In Vietnam, there are two kinds of commercial paper. The first one is
promissory notes, which is a promise to pay a specified amount on demand or at
a certain time. The second type is bill of exchange (or draft), known as a
document ordering the payment of money; drawn by one person or bank on
another. However, both these two kinds are not broadly used in Vietnam yet.

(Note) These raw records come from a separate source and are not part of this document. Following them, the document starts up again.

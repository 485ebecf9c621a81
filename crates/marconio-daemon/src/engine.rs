//! [`AudioEngine`] over an mpv child process.
//!
//! Calls from the coordinator are queued to a single worker task, so they
//! are applied in issue order without ever blocking the store. mpv is only
//! spawned on the first load.

use marconio_core::clients::{AudioEngine, AudioEngineEvent, EngineError, LoadRequest, RoutePicker};
use marconio_core::Dispatcher;
use tokio::sync::mpsc;
use tracing::{debug, info, warn};

use crate::mpv::{MpvDriver, MpvEvent, MpvHandle, OBS_AUDIO_DEVICE};

pub const ENGINE_NAME: &str = "mpv";

#[derive(Debug)]
enum EngineCommand {
    Load(LoadRequest),
    Resume,
    Pause,
    Stop,
    Shutdown,
}

pub struct MpvEngine {
    tx: mpsc::UnboundedSender<EngineCommand>,
}

impl MpvEngine {
    /// Start the worker. Load outcomes are reported through `events`.
    pub fn spawn(volume: f32, events: Dispatcher<AudioEngineEvent>) -> Self {
        let (tx, rx) = mpsc::unbounded_channel();
        let (mpv_tx, mpv_rx) = mpsc::channel(64);
        let worker = Worker {
            driver: MpvDriver::new(volume),
            handle: None,
            mpv_tx,
            events,
            generation: 0,
            stream_url: String::new(),
            awaiting_load: false,
            loaded: false,
        };
        tokio::spawn(worker.run(rx, mpv_rx));
        Self { tx }
    }

    fn command(&self, command: EngineCommand) {
        if self.tx.send(command).is_err() {
            warn!("mpv engine: worker is gone, dropping command");
        }
    }
}

impl AudioEngine for MpvEngine {
    fn load(&mut self, request: LoadRequest) {
        self.command(EngineCommand::Load(request));
    }

    fn resume(&mut self) {
        self.command(EngineCommand::Resume);
    }

    fn pause(&mut self) {
        self.command(EngineCommand::Pause);
    }

    fn stop(&mut self) {
        self.command(EngineCommand::Stop);
    }

    fn shutdown(&mut self) {
        self.command(EngineCommand::Shutdown);
    }
}

struct Worker {
    driver: MpvDriver,
    handle: Option<MpvHandle>,
    mpv_tx: mpsc::Sender<MpvEvent>,
    events: Dispatcher<AudioEngineEvent>,
    /// Generation of the most recent load request.
    generation: u64,
    stream_url: String,
    /// A loadfile was accepted and mpv has not reported back yet.
    awaiting_load: bool,
    /// Something is loaded; device changes are reported as route updates.
    loaded: bool,
}

impl Worker {
    async fn run(
        mut self,
        mut commands: mpsc::UnboundedReceiver<EngineCommand>,
        mut mpv_events: mpsc::Receiver<MpvEvent>,
    ) {
        loop {
            tokio::select! {
                command = commands.recv() => match command {
                    Some(EngineCommand::Shutdown) | None => break,
                    Some(command) => self.apply(command).await,
                },
                Some(event) = mpv_events.recv() => self.on_mpv_event(event).await,
            }
        }
        if let Some(handle) = self.handle.take() {
            let _ = handle.send(serde_json::json!(["quit"])).await;
        }
        self.driver.kill().await;
        info!("mpv engine: stopped");
    }

    async fn apply(&mut self, command: EngineCommand) {
        debug!("mpv engine: {:?}", command);
        match command {
            EngineCommand::Load(request) => self.load(request).await,
            EngineCommand::Resume => self.set_pause(false).await,
            EngineCommand::Pause => self.set_pause(true).await,
            EngineCommand::Stop => {
                self.awaiting_load = false;
                self.loaded = false;
                self.set_pause(true).await;
                if let Some(handle) = &self.handle {
                    if let Err(e) = handle.stop().await {
                        warn!("mpv engine: stop failed: {}", e);
                    }
                }
            }
            EngineCommand::Shutdown => {}
        }
    }

    async fn load(&mut self, request: LoadRequest) {
        self.generation = request.generation;
        self.awaiting_load = false;
        self.loaded = false;

        let url = request.stream_url.to_string();
        self.stream_url = url.clone();
        let result = match self.connection().await {
            Ok(handle) => handle.load_stream(&url, self.driver.volume).await,
            Err(e) => Err(e),
        };
        match result {
            Ok(()) => {
                info!("mpv engine: loading {}", url);
                self.awaiting_load = true;
            }
            Err(e) => {
                warn!("mpv engine: could not load {}: {:#}", url, e);
                self.events.send(AudioEngineEvent::LoadFailed {
                    generation: request.generation,
                    error: EngineError::UnableToLoad {
                        url,
                        reason: format!("{:#}", e),
                    },
                });
            }
        }
    }

    async fn set_pause(&mut self, paused: bool) {
        let Some(handle) = &self.handle else {
            return;
        };
        if let Err(e) = handle.set_pause(paused).await {
            warn!("mpv engine: set pause={} failed: {}", paused, e);
        }
    }

    /// A live handle, reconnecting or respawning mpv as needed.
    async fn connection(&mut self) -> anyhow::Result<MpvHandle> {
        if let Some(handle) = &self.handle {
            if handle.ping().await.is_ok() {
                return Ok(handle.clone());
            }
            if self.driver.process_alive() {
                warn!("mpv engine: lost connection to mpv");
            } else {
                warn!("mpv engine: mpv process exited, respawning");
            }
            self.handle = None;
        }

        let reconnected = match self.driver.try_reconnect(self.mpv_tx.clone()).await {
            Some(handle) if handle.ping().await.is_ok() => Some(handle),
            _ => None,
        };
        let handle = match reconnected {
            Some(handle) => handle,
            None => self.driver.spawn_and_connect(self.mpv_tx.clone()).await?,
        };
        handle.observe_properties().await;
        self.handle = Some(handle.clone());
        Ok(handle)
    }

    async fn route(&self) -> RoutePicker {
        let device = match &self.handle {
            Some(handle) => handle.audio_device().await,
            None => None,
        };
        RoutePicker {
            engine: ENGINE_NAME.to_string(),
            device,
        }
    }

    async fn on_mpv_event(&mut self, event: MpvEvent) {
        if let Some((id, data)) = event.as_property_change() {
            if id == OBS_AUDIO_DEVICE && self.loaded {
                let route = RoutePicker {
                    engine: ENGINE_NAME.to_string(),
                    device: data.as_str().map(str::to_string),
                };
                self.events.send(AudioEngineEvent::DidLoad {
                    generation: self.generation,
                    route: Some(route),
                });
            }
            return;
        }

        match event.event_name() {
            Some("file-loaded") if self.awaiting_load => {
                self.awaiting_load = false;
                self.loaded = true;
                let route = self.route().await;
                self.events.send(AudioEngineEvent::DidLoad {
                    generation: self.generation,
                    route: Some(route),
                });
            }
            Some("end-file") if event.end_reason() == Some("error") => {
                let reason = event.file_error().unwrap_or("playback error").to_string();
                warn!("mpv engine: stream ended with error: {}", reason);
                self.awaiting_load = false;
                self.loaded = false;
                self.events.send(AudioEngineEvent::LoadFailed {
                    generation: self.generation,
                    error: EngineError::UnableToLoad {
                        url: self.stream_url.clone(),
                        reason,
                    },
                });
            }
            _ => {}
        }
    }
}
//! Handoff descriptor published as a JSON file, so another process (or a
//! synced folder) can pick up what is playing and hand it back through
//! `POST /api/activity/continue`.

use std::path::{Path, PathBuf};

use marconio_core::clients::{UserActivity, UserActivityBridge, UserActivityEvent};
use tracing::{debug, warn};

pub struct FileActivityBridge {
    path: PathBuf,
}

impl FileActivityBridge {
    pub fn new(path: PathBuf) -> Self {
        Self { path }
    }

    /// The descriptor currently on disk, if any.
    pub fn read(path: &Path) -> anyhow::Result<Option<UserActivity>> {
        match std::fs::read(path) {
            Ok(bytes) => Ok(Some(serde_json::from_slice(&bytes)?)),
            Err(e) if e.kind() == std::io::ErrorKind::NotFound => Ok(None),
            Err(e) => Err(e.into()),
        }
    }

    fn write(&self, activity: &UserActivity) -> anyhow::Result<()> {
        if let Some(parent) = self.path.parent() {
            std::fs::create_dir_all(parent)?;
        }
        // write-then-rename so readers never see a half-written file
        let tmp = self.path.with_extension("json.tmp");
        std::fs::write(&tmp, serde_json::to_vec_pretty(activity)?)?;
        std::fs::rename(&tmp, &self.path)?;
        Ok(())
    }
}

impl UserActivityBridge for FileActivityBridge {
    fn mark_current(&mut self, activity: &UserActivity) {
        match self.write(activity) {
            Ok(()) => debug!("activity: published {:?} to {}", activity.title, self.path.display()),
            Err(e) => warn!("activity: failed to publish {}: {:#}", self.path.display(), e),
        }
    }

    fn resign_current(&mut self, activity: &UserActivity) -> UserActivityEvent {
        // only retire the file if it is still ours
        match Self::read(&self.path) {
            Ok(Some(current)) if current.id == activity.id => {
                if let Err(e) = std::fs::remove_file(&self.path) {
                    warn!("activity: failed to remove {}: {}", self.path.display(), e);
                }
            }
            Ok(_) => {}
            Err(e) => warn!("activity: unreadable descriptor at {}: {:#}", self.path.display(), e),
        }
        UserActivityEvent::ResignCurrent
    }
}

The promissory notes has not existed in Vietnamese money market, although it
was mentioned in several documents. The bill of exchange, on the other hand, is
primarily used in international trade and usually known as written orders by the
importer to his bank to pay the exporter a specific sum on a specific date
sometime in the future.
However, it just accounts for a small portion in Vietnamese international
trading. There are several reasons explain why CP is not widely used in
Vietnam. Firstly, the law on the CP is not enough for it to active and coming
into reality. Moreover, the constructing and executing laws process is not
practical, which leads to many shortcomings, disunities with reality and
international practices. Thirdly, Vietnamese commercial banks are not strong
enough to loan the firms via discount CP or securement of pledging CP. The
participants don’t really have trust in CP and its liquidity is also a reason for
CP’s absence in Vietnam, Finally, the Vietnamese secondary market has not
developed yet, which limits the potential of CP.